**DATA TO USE**
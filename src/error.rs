//! Error types for the form controller and its host

use crate::state::FieldId;
use crate::validation::ValidationError;
use thiserror::Error;

/// Failures reported by the host environment's primitives
#[derive(Debug, Error)]
pub enum HostError {
    /// The host could not be initialized (missing bridge, closed surface)
    #[error("host is not ready: {0}")]
    NotReady(String),
    /// The outbound message channel refused the payload
    #[error("outbound channel rejected the message: {0}")]
    ChannelRejected(String),
}

/// Errors raised by the form controller
#[derive(Debug, Error)]
pub enum FormError {
    /// A field failed its rule while building a payload
    #[error("field `{field}` is invalid: {source}")]
    Validation {
        field: FieldId,
        #[source]
        source: ValidationError,
    },

    /// The payload could not be turned into a wire message
    #[error("failed to serialize submission payload")]
    Serialization(#[from] serde_json::Error),

    /// The host channel did not accept the payload
    #[error("failed to hand off submission")]
    Delivery(#[source] HostError),

    /// The host environment is missing; the view cannot run at all
    #[error("host environment unavailable")]
    HostUnavailable(#[source] HostError),
}

impl FormError {
    /// Whether the error belongs to the submission block (serialize or send)
    pub fn is_submission_error(&self) -> bool {
        matches!(self, FormError::Serialization(_) | FormError::Delivery(_))
    }
}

**TASK GOAL**
Your response should consist of the whole listing, repeated exactly.

**FINAL ANSWER**
filename src/error.rs
//! Error types for the form controller and its host

use crate::state::FieldId;
use crate::validation::ValidationError;
use thiserror::Error;

/// Failures reported by the host environment's primitives
#[derive(Debug, Error)]
pub enum HostError {
    /// The host could not be initialized (missing bridge, closed surface)
    #[error("host is not ready: {0}")]
    NotReady(String),
    /// The outbound message channel refused the payload
    #[error("outbound channel rejected the message: {0}")]
    ChannelRejected(String),
}

/// Errors raised by the form controller
#[derive(Debug, Error)]
pub enum FormError {
    /// A field failed its rule while building a payload
    #[error("field `{field}` is invalid: {source}")]
    Validation {
        field: FieldId,
        #[source]
        source: ValidationError,
    },

    /// The payload could not be turned into a wire message
    #[error("failed to serialize submission payload")]
    Serialization(#[from] serde_json::Error),

    /// The host channel did not accept the payload
    #[error("failed to hand off submission")]
    Delivery(#[source] HostError),

    /// The host environment is missing; the view cannot run at all
    #[error("host environment unavailable")]
    HostUnavailable(#[source] HostError),
}

impl FormError {
    /// Whether the error belongs to the submission block (serialize or send)
    pub fn is_submission_error(&self) -> bool {
        matches!(self, FormError::Serialization(_) | FormError::Delivery(_))
    }
}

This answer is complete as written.